Antonio Cafiero, who had a number of economic policy positions during the administrations of both Juan and Isabel Perón (who was deposed in 1976), founded the "Movement for Unity, Solidarity and Organization" in September 1982, a reformist faction of the Justicialist Party, and gained the support of many in the UP. The group, known as Renovación Peronista (Peronist Renewal), was defeated in the Justicialist Party's September 1983 nominating convention for that year's presidential race by a more conservative faction backed by Lorenzo Miguel of the Steelworkers' Union. Cafiero's Frente Renovador Party list won a majority in the Justicialist delegation to Congress from Buenos Aires Province in elections in 1985, defeating the right wing Herminio Iglesias faction. Cafiero was elected Governor of Buenos Aires Province in 1987 and President of the Justicialist Party National Council. He ran in the May 1988 primary election for the upcoming presidential campaign; but he could not regain the support of the CGT, or sway delegates from the smaller provinces, and lost to Carlos Menem, who subsequently won the 1989 general election.

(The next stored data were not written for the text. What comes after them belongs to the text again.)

//! Streaming batch API: emit results as documents complete.
//!
//! ## Why stream?
//!
//! A batch of scanned invoices takes minutes. A stream-based API lets
//! callers write results to their sink incrementally, wire up progress
//! displays, or stop consuming on an operator signal instead of buffering
//! every result in memory.
//!
//! Unlike the eager [`crate::extract::Extractor::extract_batch`] which
//! returns only after the last document, [`Extractor::extract_stream`]
//! yields each [`ExtractionResult`] as its document reaches a terminal
//! state. Results arrive in completion order, not submission order — key by
//! `input_file` if order matters.

use crate::extract::{DocumentInput, Extractor};
use crate::model::{ExtractionResult, VendorCategory};
use futures::stream::{self, StreamExt};
use std::pin::Pin;
use tokio_stream::Stream;

/// A boxed stream of per-document results, borrowing the extractor.
pub type ResultStream<'a> = Pin<Box<dyn Stream<Item = ExtractionResult> + Send + 'a>>;

impl Extractor {
    /// Process documents through the worker pool, streaming results.
    ///
    /// At most `config.concurrency` documents are in flight at once; each
    /// runs the full pipeline independently, so one failing document never
    /// disturbs the others. Backoff delays inside one document's gateway
    /// block only that worker.
    pub fn extract_stream(
        &self,
        docs: Vec<DocumentInput>,
        category: VendorCategory,
    ) -> ResultStream<'_> {
        let concurrency = self.config().concurrency;
        let s = stream::iter(
            docs.into_iter()
                .map(move |doc| self.extract_document(doc, category)),
        )
        .buffer_unordered(concurrency);
        Box::pin(s)
    }
}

The UP would afterward endorse Peronist candidates from conservative factions. Reorganized under the Front of the Popular Movement, the party nominated San Luis Province Governor Adolfo Rodríguez Saá for President in the 2003 elections; he obtained 14% of the vote (fourth place). The UP endorsed Neuquén People's Movement presidential candidate Jorge Sobisch in 2007; Sobisch earned 1.4%, of which 0.4% were UP votes.

The Unión Popular ticket, never used as such in a presidential race, was adopted by Eduardo Duhalde, who formally announced his candidacy for the 2011 presidential race on June 9.